The current list of Travel Warnings, dating from September 2012 until now (mid March 2013), includes some countries that are expected, but also some that might surprise you. In fact, the surprise might not be confined to the nations that are on the list, but alos those that are not.
That Libya, Syria, Iran, Algeria, Afghanistan, North Korea, and Iraq are on the list is no surprise. But the fact that Mexico, El Salvador, Honduras and Colombia are also on the list made me sit up and take notice. Personally, I love Mexico and I love the Mexican people — at least the nice ones. I wouldn’t think twice about my safety traveling to Mexico. Of course, I would no sooner visit the border towns than smear myself with blood and walk into a lion’s den ringing a dinner bell. Some places are not to be visited. But then there are areas of Los Angeles and Detroit and Chicago and other major U.S. cities I wouldn’t visit either, unless I had a death wish. Which I do not.

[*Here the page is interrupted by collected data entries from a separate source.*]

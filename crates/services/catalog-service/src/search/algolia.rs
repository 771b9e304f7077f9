//! Algolia REST client.
//!
//! - Base URL: `https://{app_id}.algolia.net`
//! - Authentication: `X-Algolia-Application-Id` and `X-Algolia-API-Key` headers

use std::sync::Arc;
use std::time::Duration;

use async_trait::async_trait;
use reqwest::header::{HeaderMap, HeaderValue, CONTENT_TYPE};
use tracing::debug;

use common::{AppError, AppResult, SearchConfig};

use super::{SearchDocument, SearchIndex, SearchPatch};

/// Client bound to a single index.
#[derive(Clone)]
pub struct AlgoliaIndex {
    inner: Arc<AlgoliaIndexInner>,
}

struct AlgoliaIndexInner {
    client: reqwest::Client,
    base_url: String,
    index_name: String,
}

impl AlgoliaIndex {
    /// Build a client from configuration. Fails when credentials are missing.
    pub fn new(config: &SearchConfig) -> AppResult<Self> {
        let (Some(app_id), Some(admin_key)) = (&config.app_id, &config.admin_key) else {
            return Err(AppError::internal("Search index credentials are not configured"));
        };
        let base_url = format!("https://{app_id}.algolia.net");
        Self::with_base_url(config, app_id, admin_key, base_url)
    }

    /// Build a client against an explicit host, e.g. a regional or test endpoint.
    pub fn with_base_url(
        config: &SearchConfig,
        app_id: &str,
        admin_key: &str,
        base_url: impl Into<String>,
    ) -> AppResult<Self> {
        let mut headers = HeaderMap::new();
        headers.insert(
            "X-Algolia-Application-Id",
            HeaderValue::from_str(app_id)
                .map_err(|e| AppError::internal(format!("Invalid application id: {e}")))?,
        );
        let mut key = HeaderValue::from_str(admin_key)
            .map_err(|e| AppError::internal(format!("Invalid API key format: {e}")))?;
        key.set_sensitive(true);
        headers.insert("X-Algolia-API-Key", key);
        headers.insert(CONTENT_TYPE, HeaderValue::from_static("application/json"));

        let client = reqwest::Client::builder()
            .default_headers(headers)
            .timeout(Duration::from_millis(config.timeout_ms))
            .build()
            .map_err(|e| AppError::internal(format!("Failed to build HTTP client: {e}")))?;

        Ok(Self {
            inner: Arc::new(AlgoliaIndexInner {
                client,
                base_url: base_url.into().trim_end_matches('/').to_string(),
                index_name: config.index_name.clone(),
            }),
        })
    }

    fn object_url(&self, object_id: &str) -> String {
        format!(
            "{}/1/indexes/{}/{}",
            self.inner.base_url, self.inner.index_name, object_id
        )
    }

    async fn check(&self, response: reqwest::Response) -> AppResult<()> {
        let status = response.status();
        if status.is_success() {
            return Ok(());
        }

        let body = response.text().await.unwrap_or_default();
        Err(AppError::search_index(format!(
            "{} {}",
            status.as_u16(),
            body.trim()
        )))
    }
}

fn transport_error(err: reqwest::Error) -> AppError {
    if err.is_timeout() {
        AppError::search_index("request timed out")
    } else {
        AppError::search_index(err.to_string())
    }
}

#[async_trait]
impl SearchIndex for AlgoliaIndex {
    async fn save_object(&self, document: &SearchDocument) -> AppResult<()> {
        debug!(object_id = %document.object_id, "Saving search object");
        let response = self
            .inner
            .client
            .put(self.object_url(&document.object_id))
            .json(document)
            .send()
            .await
            .map_err(transport_error)?;
        self.check(response).await
    }

    async fn partial_update_object(&self, patch: &SearchPatch) -> AppResult<()> {
        debug!(object_id = %patch.object_id, "Updating search object");
        let url = format!("{}/partial", self.object_url(&patch.object_id));
        let response = self
            .inner
            .client
            .post(url)
            .json(patch)
            .send()
            .await
            .map_err(transport_error)?;
        self.check(response).await
    }

    async fn delete_object(&self, object_id: &str) -> AppResult<()> {
        debug!(object_id, "Deleting search object");
        let response = self
            .inner
            .client
            .delete(self.object_url(object_id))
            .send()
            .await
            .map_err(transport_error)?;

        if response.status() == reqwest::StatusCode::NOT_FOUND {
            return Ok(());
        }
        self.check(response).await
    }
}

Discovering that Cuba and Venezuela are not on the list made me wonder about the wisdom of the list-makers. It would seem to me that traveling to those troubled countries might be considered imprudent for Americans, to say the least.
The current Travel Warning list includes 34 countries. The vast majority of them are in the Middle East and Africa. The safety issues are no longer simple things like “don’t drink the water.” In today’s world, the risks run the gamut from “normal crime” such as pick pockets and break-ins to steal from your hotel room, escalating to more violent acts such as abduction, rape, murder, forced marriages, and more.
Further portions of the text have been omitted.